INSTRUCTIONS TO FOLLOW
Repeat the entries that follow, exactly as they are written.

(Stored data entries)

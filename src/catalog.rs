//! Family symbol lookup and activation

use crate::elements::Category;
use crate::error::{ModelError, Result};
use crate::host::HostDocument;
use crate::tables::FamilySymbol;

/// First symbol of `category` whose type name and family name match exactly
pub fn find_type<D: HostDocument + ?Sized>(
    doc: &D,
    category: Category,
    family_name: &str,
    type_name: &str,
) -> Option<FamilySymbol> {
    doc.symbols(category)
        .into_iter()
        .find(|s| s.matches(family_name, type_name))
        .cloned()
}

/// [`find_type`], failing with [`ModelError::TypeNotFound`] when absent
pub fn require_type<D: HostDocument + ?Sized>(
    doc: &D,
    category: Category,
    family_name: &str,
    type_name: &str,
) -> Result<FamilySymbol> {
    find_type(doc, category, family_name, type_name).ok_or_else(|| ModelError::TypeNotFound {
        category,
        family: family_name.to_string(),
        type_name: type_name.to_string(),
    })
}

/// Activate `symbol` unless the host already reports it active
pub fn ensure_active<D: HostDocument + ?Sized>(doc: &mut D, symbol: &FamilySymbol) -> Result<()> {
    let active = doc
        .symbol(symbol.id)
        .map(|s| s.is_active())
        .ok_or(ModelError::ElementNotFound(symbol.id))?;
    if !active {
        doc.activate_symbol(symbol.id)?;
        tracing::debug!(
            target: "bim_envelope::catalog",
            family = %symbol.family_name,
            type_name = %symbol.name,
            "symbol activated"
        );
    }
    Ok(())
}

SOLVED EXERCISE
filename src/catalog.rs
//! Family symbol lookup and activation

use crate::elements::Category;
use crate::error::{ModelError, Result};
use crate::host::HostDocument;
use crate::tables::FamilySymbol;

/// First symbol of `category` whose type name and family name match exactly
pub fn find_type<D: HostDocument + ?Sized>(
    doc: &D,
    category: Category,
    family_name: &str,
    type_name: &str,
) -> Option<FamilySymbol> {
    doc.symbols(category)
        .into_iter()
        .find(|s| s.matches(family_name, type_name))
        .cloned()
}

/// [`find_type`], failing with [`ModelError::TypeNotFound`] when absent
pub fn require_type<D: HostDocument + ?Sized>(
    doc: &D,
    category: Category,
    family_name: &str,
    type_name: &str,
) -> Result<FamilySymbol> {
    find_type(doc, category, family_name, type_name).ok_or_else(|| ModelError::TypeNotFound {
        category,
        family: family_name.to_string(),
        type_name: type_name.to_string(),
    })
}

/// Activate `symbol` unless the host already reports it active
pub fn ensure_active<D: HostDocument + ?Sized>(doc: &mut D, symbol: &FamilySymbol) -> Result<()> {
    let active = doc
        .symbol(symbol.id)
        .map(|s| s.is_active())
        .ok_or(ModelError::ElementNotFound(symbol.id))?;
    if !active {
        doc.activate_symbol(symbol.id)?;
        tracing::debug!(
            target: "bim_envelope::catalog",
            family = %symbol.family_name,
            type_name = %symbol.name,
            "symbol activated"
        );
    }
    Ok(())
}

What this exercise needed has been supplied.